Most poisonings occur in the late summer or fall. Signs appear within five to ten days after exposure and include trembling, weakness, incoordination, knuckling, and almost complete rear leg paralysis. Morbidity is variable; mortality can be high (75-80%) in pigs showing signs.
Lesions are those associated with acute nephrosis and heart failure. There is a marked perirenal edema. The kidneys are normal in size but may appear blanched. Other lesions include ascites, hydrothorax and edema of the ventral body wall; long-standing cases may have chronic fibrosing nephritis. Microscopic lesions in the kidneys of acutely affected pigs include necrosis of both proximal and distal convoluted tubules with numerous casts in tubules. Many glomeruli will be atrophic and have a distended Bowman’s capsule containing filtrate. Diagnosis can usually be made after identification of the plants, obtaining a history of sudden access to them, and observing the clinical signs and rather unique kidney lesions. The toxic principal is not known.

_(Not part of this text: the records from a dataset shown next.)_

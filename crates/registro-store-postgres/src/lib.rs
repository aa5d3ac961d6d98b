//! PostgreSQL backend for the Registro store.
//!
//! A [`deadpool_postgres`] pool of plain `tokio-postgres` clients. The
//! server-side `statement_timeout` is set on every pooled connection.

mod encode;
mod error;
mod store;

pub use store::{PostgresSettings, PostgresStore};
//! Schema evolution, identifier arbitration and bootstrap seeding for the
//! Registro records store.
//!
//! Everything here is generic over [`registro_core::Store`]; the same code
//! path runs against SQLite and PostgreSQL, consulting the store's
//! [`Dialect`](registro_core::Dialect) where the SQL must differ.

pub mod bootstrap;
pub mod catalog;
pub mod identifiers;
pub mod ledger;
pub mod migrator;
pub mod records;
pub mod seed;
pub mod steps;

mod rebuild;
mod tables;

pub use bootstrap::{BootstrapReport, bootstrap};
pub use identifiers::{CandidateSource, IdentifierGenerator, RandomCandidates};
pub use migrator::{MigrationReport, Migrator};
pub use seed::{AdminSeed, Argon2Hasher, CredentialHasher, SeedOutcome};
pub use tables::current_columns;

#[cfg(test)]
mod postgres_tests;
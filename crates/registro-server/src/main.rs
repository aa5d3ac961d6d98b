//! registro server binary.
//!
//! Reads `registro.toml` (or the path given with `--config`) and the
//! environment, connects to SQLite or PostgreSQL, brings the schema up to
//! date, seeds the administrator and serves the health surface.
//!
//! # Subcommands
//!
//! ```text
//! registro serve          # default
//! registro migrate        # run migrations and seeding, print the report
//! registro status         # print the ledger and any schema drift
//! registro hash-password  # print the argon2 hash of a password read from stdin
//! ```

use std::{future::IntoFuture, path::PathBuf, sync::Arc};

use anyhow::Context as _;
use clap::{Parser, Subcommand};
use registro_core::Store;
use registro_schema::{Argon2Hasher, CredentialHasher};
use registro_server::{
  AppState, Backend, LegacyEnv, Phase, Readiness, ServerConfig, bring_up, router, schema_status,
};
use registro_store_postgres::PostgresStore;
use registro_store_sqlite::SqliteStore;
use tokio::net::TcpListener;
use tracing::level_filters::LevelFilter;
use tracing_subscriber::EnvFilter;

#[derive(Parser)]
#[command(author, version, about = "Registro records store")]
struct Cli {
  /// Path to the TOML configuration file.
  #[arg(short, long, default_value = "registro.toml")]
  config: PathBuf,

  #[command(subcommand)]
  command: Option<Command>,
}

#[derive(Subcommand, Clone, Copy)]
enum Command {
  /// Bootstrap the store and serve HTTP.
  Serve,
  /// Run migrations and seeding once, print the report and exit.
  Migrate,
  /// Print the migration ledger and schema drift without changing anything.
  Status,
  /// Print the argon2 hash for a password entered on stdin and exit.
  HashPassword,
}

#[tokio::main]
async fn main() -> anyhow::Result<()> {
  tracing_subscriber::fmt()
    .with_env_filter(
      EnvFilter::builder()
        .with_default_directive(LevelFilter::INFO.into())
        .from_env_lossy(),
    )
    .init();

  let cli = Cli::parse();
  let command = cli.command.unwrap_or(Command::Serve);

  if let Command::HashPassword = command {
    let password = read_password()?;
    println!("{}", Argon2Hasher.hash(&password)?);
    return Ok(());
  }

  let config = ServerConfig::load(&cli.config, LegacyEnv::from_process())
    .context("failed to read configuration")?;

  match config.backend() {
    Backend::Postgres { url } => {
      tracing::info!(backend = "postgres", "connecting");
      let store = PostgresStore::connect(url, config.postgres_settings())
        .await
        .context("failed to connect to PostgreSQL")?;
      run(command, store, &config).await
    }
    Backend::Sqlite { path } => {
      tracing::info!(backend = "sqlite", path = %path.display(), "opening");
      let store = SqliteStore::open(path, config.sqlite_settings())
        .await
        .with_context(|| format!("failed to open store at {path:?}"))?;
      run(command, store, &config).await
    }
  }
}

async fn run<S>(command: Command, store: S, config: &ServerConfig) -> anyhow::Result<()>
where
  S: Store + 'static,
{
  match command {
    Command::Serve => serve(store, config).await,
    Command::Migrate => {
      let report = bring_up(&store, config, &Readiness::new())
        .await
        .context("bootstrap failed")?;
      println!("{}", serde_json::to_string_pretty(&report)?);
      if !report.migration.is_clean() {
        anyhow::bail!("migration finished with failed, skipped or drifted steps");
      }
      Ok(())
    }
    Command::Status => {
      let status = schema_status(&store).await.context("failed to read schema status")?;
      println!("{}", serde_json::to_string_pretty(&status)?);
      Ok(())
    }
    Command::HashPassword => Ok(()),
  }
}

/// Serve HTTP right away and bootstrap in the background; everything but
/// liveness answers 503 until bootstrap settles. A bootstrap that cannot
/// reach the ledger stops the process.
async fn serve<S>(store: S, config: &ServerConfig) -> anyhow::Result<()>
where
  S: Store + 'static,
{
  let state = AppState { store: Arc::new(store), readiness: Readiness::new() };

  let address = config.address();
  let listener = TcpListener::bind(&address)
    .await
    .with_context(|| format!("failed to bind {address}"))?;
  tracing::info!("Listening on http://{address}");

  let boot = {
    let state = state.clone();
    let config = config.clone();
    tokio::spawn(async move {
      bring_up(state.store.as_ref(), &config, &state.readiness)
        .await
        .map(|report| {
          tracing::info!(
            clean = report.migration.is_clean(),
            seed = ?report.seed,
            "bootstrap finished"
          );
        })
    })
  };

  let readiness = state.readiness.clone();
  tokio::spawn(async move {
    match readiness.settled().await {
      Phase::Ready => tracing::info!("accepting requests"),
      Phase::Failed { reason } => tracing::warn!(%reason, "holding requests behind the readiness gate"),
      Phase::Starting => {}
    }
  });

  let server = axum::serve(listener, router(state)).into_future();
  tokio::pin!(server);

  tokio::select! {
    served = &mut server => return served.context("server error"),
    booted = boot => booted.context("bootstrap task panicked")?.context("bootstrap failed")?,
  }

  server.await.context("server error")
}

/// Read a password from stdin.
fn read_password() -> anyhow::Result<String> {
  use std::io::{self, BufRead, Write};
  let stdin = io::stdin();
  print!("Password: ");
  io::stdout().flush().ok();
  let mut line = String::new();
  stdin.lock().read_line(&mut line)?;
  Ok(
    line
      .trim_end_matches('\n')
      .trim_end_matches('\r')
      .to_string(),
  )
}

There is no widely accepted treatment. Pigs should be denied access to the plants immediately, but new cases may develop for as long as ten additional days.
Salt Poisoning (Water Deprivation; Sodium Ion Toxicosis)

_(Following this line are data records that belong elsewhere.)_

//! Runs every migration step in order against one store.
//!
//! The ledger says which steps ran before; the catalog says whether their
//! effect is still there. A recorded step is verified rather than re-run,
//! and re-applied (with a warning) when the catalog disagrees. A step whose
//! prerequisite failed or was skipped in this run is skipped; steps that do
//! not depend on it still run.

use std::collections::HashSet;

use registro_core::{Error, Result, Store, Table};
use serde::Serialize;

use crate::{
  catalog,
  identifiers::{CandidateSource, IdentifierGenerator, RandomCandidates},
  ledger,
  steps::Step,
  tables::current_columns,
};

// ─── Report ──────────────────────────────────────────────────────────────────

#[derive(Debug, Clone, Serialize)]
pub struct StepFailure {
  pub step:  Step,
  pub error: String,
}

/// A table missing columns of its current shape after a run.
#[derive(Debug, Clone, PartialEq, Eq, Serialize)]
pub struct Drift {
  pub table:   Table,
  pub missing: Vec<&'static str>,
}

#[derive(Debug, Clone, Default, Serialize)]
pub struct MigrationReport {
  /// Steps that changed the schema in this run.
  pub applied:  Vec<Step>,
  /// Steps whose effect was already present.
  pub verified: Vec<Step>,
  /// Steps not attempted because a prerequisite did not succeed.
  pub skipped:  Vec<Step>,
  pub failed:   Vec<StepFailure>,
  pub drift:    Vec<Drift>,
}

impl MigrationReport {
  pub fn is_clean(&self) -> bool {
    self.failed.is_empty() && self.skipped.is_empty() && self.drift.is_empty()
  }
}

// ─── Migrator ────────────────────────────────────────────────────────────────

pub struct Migrator<'a, S, C = RandomCandidates> {
  store: &'a S,
  ids:   &'a IdentifierGenerator<C>,
}

enum Outcome {
  Applied,
  Verified,
}

impl<'a, S, C> Migrator<'a, S, C>
where
  S: Store,
  C: CandidateSource,
{
  pub fn new(store: &'a S, ids: &'a IdentifierGenerator<C>) -> Self { Self { store, ids } }

  /// Run every step. Only a failure to reach the ledger is returned as an
  /// error; step failures are collected in the report.
  pub async fn run(&self) -> Result<MigrationReport> {
    ledger::ensure(self.store).await?;
    let recorded = ledger::applied(self.store).await?;

    let mut report = MigrationReport::default();
    let mut blocked: HashSet<Step> = HashSet::new();

    for step in Step::ALL {
      if let Some(missing) = step.depends_on().iter().find(|d| blocked.contains(*d)) {
        tracing::warn!(step = step.name(), prerequisite = missing.name(), "skipping step");
        blocked.insert(step);
        report.skipped.push(step);
        continue;
      }

      match self.run_step(step, recorded.contains(step.name())).await {
        Ok(Outcome::Applied) => report.applied.push(step),
        Ok(Outcome::Verified) => report.verified.push(step),
        Err(e) => {
          let e = e.in_step(step.name());
          tracing::error!(step = step.name(), error = %e, "migration step failed");
          blocked.insert(step);
          report.failed.push(StepFailure { step, error: e.to_string() });
        }
      }
    }

    report.drift = self.drift().await?;
    for drift in &report.drift {
      tracing::warn!(table = %drift.table, missing = ?drift.missing, "schema drift after migration");
    }

    tracing::info!(
      applied = report.applied.len(),
      verified = report.verified.len(),
      skipped = report.skipped.len(),
      failed = report.failed.len(),
      "migration finished"
    );
    Ok(report)
  }

  async fn run_step(&self, step: Step, recorded: bool) -> Result<Outcome> {
    let name = step.name();
    if step.is_satisfied(self.store).await? {
      if recorded {
        tracing::debug!(step = name, "verified");
      } else {
        ledger::record(self.store, name).await?;
        tracing::debug!(step = name, "already in shape, recorded");
      }
      return Ok(Outcome::Verified);
    }

    if recorded {
      tracing::warn!(step = name, "recorded as applied but the catalog disagrees; re-applying");
    }
    step.apply(self.store, self.ids).await?;
    if !step.is_satisfied(self.store).await? {
      return Err(Error::InvalidValue(format!("{name} left the schema short of its target shape")));
    }
    ledger::record(self.store, name).await?;
    tracing::info!(step = name, "applied");
    Ok(Outcome::Applied)
  }

  /// Domain tables missing any of their current columns.
  pub async fn drift(&self) -> Result<Vec<Drift>> { drift(self.store).await }
}

/// Domain tables missing any of their current columns.
pub async fn drift<S: Store>(store: &S) -> Result<Vec<Drift>> {
  let mut drift = Vec::new();
  for table in Table::DOMAIN {
    let shape = catalog::shape(store, table).await?;
    let missing = shape.missing(current_columns(table));
    if !missing.is_empty() {
      drift.push(Drift { table, missing });
    }
  }
  Ok(drift)
}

Salt poisoning can occur in pigs either as a consequence of water deprivation or from sudden ingestion of too much salt.
Poisoning in water-deprived pigs can occur in pigs consuming a proper level of salt but it is more likely if the salt level in the feed is excessive. Signs often are precipitated, or worsened, by allowing the pigs sudden, unlimited access to water. Water deprivation can occur for many reasons but commonly may be the result of freezing of the water source, plugged water nipples, or inadvertently leaving a water valve closed. Operators may not always be forthright in admitting human errors related to water deprivation. Poisoning has occurred following prolonged shipping without access to water, followed by unlimited access.
Following sudden heavy rains, salt poisoning can occur in swine after ingestion of salty brine from overflowing, loose-salt boxes provided for other livestock and is also reported following ingestion of whey. This type of poisoning is more likely in water-deprived pigs.
Clinical signs of sodium ion toxicosis are caused by the acute cerebral edema that occurs as a result of multiple central nervous system (CNS) lesions. Because the condition most often occurs secondary to water deprivation (rather than a primary toxic intake of salt), salt poisoning is frequently apparent at a “pen” or “herd” level. Signs include aimless wandering, blindness, deafness and head pressing. Affected pigs sometimes “dog-sit”, slowly raise their nose upward and backward, and fall on their side in spasms that may be followed by paddling of the legs. They then may arise and continue their wandering.
Diagnosis associated with water deprivation may be suggested by history, signs, and elevated sodium levels in serum or cerebrospinal fluid. Gross lesions may be absent or limited to gastroenteritis. Gastroenteritis is more likely in pigs consuming salty brine and may be accompanied by diarrhea. A valuable but not infallible diagnostic aid is the microscopic observation of rather unique meningeal and cerebral perivascular cuffing by eosinophils in brain. Later and less reliably there may be laminar subcortical polioencephalomalacia or necrosis. Salt poisoning must be differentiated from all other encephalitic diseases. In an affected pen, a clue to the occurrence of water deprivation will be the absence of any urine or wet feces on the pen floor.
Water-deprived or affected pigs should be reintroduced to water slowly, given only small amounts of water at frequent intervals. This may suppress mortality. Pigs showing clinical signs usually die regardless of treatment.